O Primeiro-Ministro, Sir Keir Starmer, disse que é “estarrecedor” não ter sido informado de que Lord Peter Mandelson falhou na verificação de segurança inicial. A revelação coloca em foco a decisão de indicar Mandelson como embaixador britânico nos EUA sem conclusão do processo de vetting.

Conforme apurado, o gabinete de Mandelson foi anunciado em dezembro de 2024 como embaixador nos EUA, com toma de posse em fevereiro de 2025. A verificação foi concluída apenas após a nomeação e, posteriormente, Mandelson foi afastado por ligações com Jeffrey Epstein. A Sabedoria de vetting indicava risco, segundo fontes.

Uma investigação do Guardian publicada na quinta-feira informou que Mandelson foi nomeado mesmo após falha na verificação inicial. No mesmo dia, o governo informou que nenhum ministro havia sido informado da decisão à época e que o PM só tomou conhecimento recentemente.

Oposição exige a saída de Starmer. A líder conservadora, Kemi Badenoch, descreveu a explicação como inadequada e sugeriu que o Parlamento avalie a remoção do PM, mencionando opções parlamentares para alcançar tal intento. Ela afirmou que parlamentares conservadores não teriam votos suficientes para uma moção de desconfiança.

Darren Jones, ministro sênior, afirmou que Starmer não teria enganado os MPs ao dizer que o due process foi seguido, e que não havia obrigação formal de manter informados os ministros sobre decisões de vetting na nomeação de Mandelson. Essa prática, segundo ele, foi alterada.

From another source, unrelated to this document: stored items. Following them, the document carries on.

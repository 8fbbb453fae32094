//! Per-item transfer record and state machine.

use std::collections::HashMap;
use std::fmt;
use std::sync::{Arc, RwLock};
use std::time::{Duration, Instant};

use bulkferry_transfer::ByteSource;
use serde::{Deserialize, Serialize};
use tokio_util::sync::CancellationToken;
use uuid::Uuid;

/// Lifecycle state of a transfer item.
///
/// `Completed` and `Cancelled` are terminal; `Failed` is terminal once
/// retries are exhausted (the retry path re-enters `Queued` instead).
#[derive(Debug, Clone, Copy, PartialEq, Eq, Serialize, Deserialize)]
#[serde(rename_all = "lowercase")]
pub enum TransferState {
    Queued,
    Processing,
    Paused,
    Completed,
    Failed,
    Cancelled,
}

impl TransferState {
    /// Returns `true` for states no transition leaves.
    pub fn is_terminal(&self) -> bool {
        matches!(
            self,
            TransferState::Completed | TransferState::Failed | TransferState::Cancelled
        )
    }
}

impl fmt::Display for TransferState {
    fn fmt(&self, f: &mut fmt::Formatter<'_>) -> fmt::Result {
        let s = match self {
            TransferState::Queued => "queued",
            TransferState::Processing => "processing",
            TransferState::Paused => "paused",
            TransferState::Completed => "completed",
            TransferState::Failed => "failed",
            TransferState::Cancelled => "cancelled",
        };
        f.write_str(s)
    }
}

/// Error message recorded on user cancellation.
pub(crate) const CANCELLED_BY_USER: &str = "Cancelled by user";

/// One file's transfer unit (thread-safe).
///
/// Identity, source, slug, metadata and total size are fixed at creation;
/// the mutable lifecycle lives behind a lock. The controller running an
/// item's attempt is the only writer of its progress, and at most one
/// cancellation token is installed while the item is `Processing`.
pub struct TransferItem {
    id: String,
    slug: String,
    metadata: HashMap<String, String>,
    total_bytes: u64,
    source: Arc<dyn ByteSource>,
    inner: RwLock<ItemInner>,
}

struct ItemInner {
    state: TransferState,
    bytes_transferred: u64,
    attempt: u32,
    error: Option<String>,
    started_at: Option<Instant>,
    ended_at: Option<Instant>,
    cancel: Option<CancellationToken>,
}

impl TransferItem {
    /// Creates a queued item over `source` with a fresh id.
    pub fn new(source: Arc<dyn ByteSource>, slug: String, metadata: HashMap<String, String>) -> Self {
        Self {
            id: Uuid::new_v4().to_string(),
            slug,
            metadata,
            total_bytes: source.len(),
            source,
            inner: RwLock::new(ItemInner {
                state: TransferState::Queued,
                bytes_transferred: 0,
                attempt: 0,
                error: None,
                started_at: None,
                ended_at: None,
                cancel: None,
            }),
        }
    }

    pub fn id(&self) -> &str {
        &self.id
    }

    pub fn slug(&self) -> &str {
        &self.slug
    }

    pub fn source(&self) -> &Arc<dyn ByteSource> {
        &self.source
    }

    pub fn total_bytes(&self) -> u64 {
        self.total_bytes
    }

    pub fn state(&self) -> TransferState {
        self.inner.read().unwrap().state
    }

    pub fn attempt(&self) -> u32 {
        self.inner.read().unwrap().attempt
    }

    /// Admits the item for processing, installing its cancellation token.
    ///
    /// Returns `false` if the item is no longer `Queued` (cancelled or
    /// removed while waiting for a slot). The new attempt re-reads the
    /// source from the start, so transferred bytes reset here.
    pub(crate) fn admit(&self, cancel: CancellationToken) -> bool {
        let mut s = self.inner.write().unwrap();
        if s.state != TransferState::Queued {
            return false;
        }
        s.state = TransferState::Processing;
        s.bytes_transferred = 0;
        s.cancel = Some(cancel);
        if s.started_at.is_none() {
            s.started_at = Some(Instant::now());
        }
        true
    }

    /// Records cumulative bytes read for the current attempt.
    ///
    /// Ignored unless the item is `Processing` (the attempt may have been
    /// paused or cancelled while the chunk was in flight).
    pub(crate) fn set_progress(&self, bytes: u64) {
        let mut s = self.inner.write().unwrap();
        if s.state == TransferState::Processing {
            s.bytes_transferred = bytes.min(self.total_bytes);
        }
    }

    /// Marks the item completed. Returns `false` if a pause/cancel won the
    /// race and the item is no longer `Processing`.
    pub(crate) fn complete(&self) -> bool {
        let mut s = self.inner.write().unwrap();
        if s.state != TransferState::Processing {
            return false;
        }
        s.state = TransferState::Completed;
        s.bytes_transferred = self.total_bytes;
        s.ended_at = Some(Instant::now());
        s.cancel = None;
        true
    }

    /// Marks the item permanently failed. Returns `false` if the item is
    /// no longer `Processing`.
    pub(crate) fn fail(&self, error: &str) -> bool {
        let mut s = self.inner.write().unwrap();
        if s.state != TransferState::Processing {
            return false;
        }
        s.state = TransferState::Failed;
        s.error = Some(error.to_string());
        s.ended_at = Some(Instant::now());
        s.cancel = None;
        true
    }

    /// Re-queues the item after a retriable failure, consuming one retry.
    ///
    /// Returns the new attempt count, or `None` if the item is no longer
    /// `Processing`.
    pub(crate) fn retry(&self) -> Option<u32> {
        let mut s = self.inner.write().unwrap();
        if s.state != TransferState::Processing {
            return None;
        }
        s.state = TransferState::Queued;
        s.attempt += 1;
        s.bytes_transferred = 0;
        s.error = None;
        s.cancel = None;
        Some(s.attempt)
    }

    /// Parks a `Processing` item in `Paused`, handing back its token so
    /// the caller can abort the in-flight read. Bytes read so far are
    /// preserved.
    pub(crate) fn pause(&self) -> Result<Option<CancellationToken>, TransferState> {
        let mut s = self.inner.write().unwrap();
        if s.state != TransferState::Processing {
            return Err(s.state);
        }
        s.state = TransferState::Paused;
        Ok(s.cancel.take())
    }

    /// Returns a `Paused` item to `Queued`. Progress is left untouched;
    /// the next admission re-reads the source from the start.
    pub(crate) fn resume(&self) -> Result<(), TransferState> {
        let mut s = self.inner.write().unwrap();
        if s.state != TransferState::Paused {
            return Err(s.state);
        }
        s.state = TransferState::Queued;
        Ok(())
    }

    /// Cancels any non-terminal item, handing back the in-flight token if
    /// one was installed.
    pub(crate) fn cancel(&self) -> Result<Option<CancellationToken>, TransferState> {
        let mut s = self.inner.write().unwrap();
        if s.state.is_terminal() {
            return Err(s.state);
        }
        s.state = TransferState::Cancelled;
        s.error = Some(CANCELLED_BY_USER.to_string());
        s.ended_at = Some(Instant::now());
        Ok(s.cancel.take())
    }

    /// Returns a point-in-time copy of the item for display and callbacks.
    pub fn snapshot(&self) -> ItemSnapshot {
        let s = self.inner.read().unwrap();
        let elapsed = s.started_at.map(|started| match s.ended_at {
            Some(ended) => ended.duration_since(started),
            None => started.elapsed(),
        });
        ItemSnapshot {
            id: self.id.clone(),
            name: self.source.name().to_string(),
            slug: self.slug.clone(),
            state: s.state,
            bytes_transferred: s.bytes_transferred,
            total_bytes: self.total_bytes,
            attempt: s.attempt,
            error: s.error.clone(),
            elapsed,
            metadata: self.metadata.clone(),
        }
    }
}

/// A point-in-time view of a [`TransferItem`].
#[derive(Debug, Clone, Serialize)]
pub struct ItemSnapshot {
    pub id: String,
    pub name: String,
    pub slug: String,
    pub state: TransferState,
    pub bytes_transferred: u64,
    pub total_bytes: u64,
    pub attempt: u32,
    pub error: Option<String>,
    pub elapsed: Option<Duration>,
    pub metadata: HashMap<String, String>,
}

impl ItemSnapshot {
    /// Progress ratio in `[0, 1]`. A zero-byte item counts as done once
    /// it leaves `Queued`.
    pub fn progress(&self) -> f64 {
        if self.total_bytes == 0 {
            return if self.state == TransferState::Completed {
                1.0
            } else {
                0.0
            };
        }
        self.bytes_transferred as f64 / self.total_bytes as f64
    }
}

Fontes da BBC indicam que o UK Security Vetting (UKSV) recomendou contra a aprovação de Mandelson, apresentando riscos, e que o Ministério das Relações Exteriores seria o único departamento com poderes para overrule. A recomendação recebida foi classificada como “não” pela equipe de verificação.

Líderes de outros partidos também pedem esclarecimentos. Ed Davey, líder Liberal Democrata, pediu apuração pelo Comitê de Prerrogativas, semelhante ao processo utilizado no caso Partygate. O comitê de Relações Exteriores deverá ouvir Olly Robbins na próxima semana para esclarecer envolvimentos.

Anas Sarwar, líder do Labour na Escócia, reiterou o apelo pela renúncia de Starmer, destacando que há questões a serem respondidas pelo governo de Downing Street. Entre os que solicitam mudanças, estão os líderes do SNP, Green e Reform UK.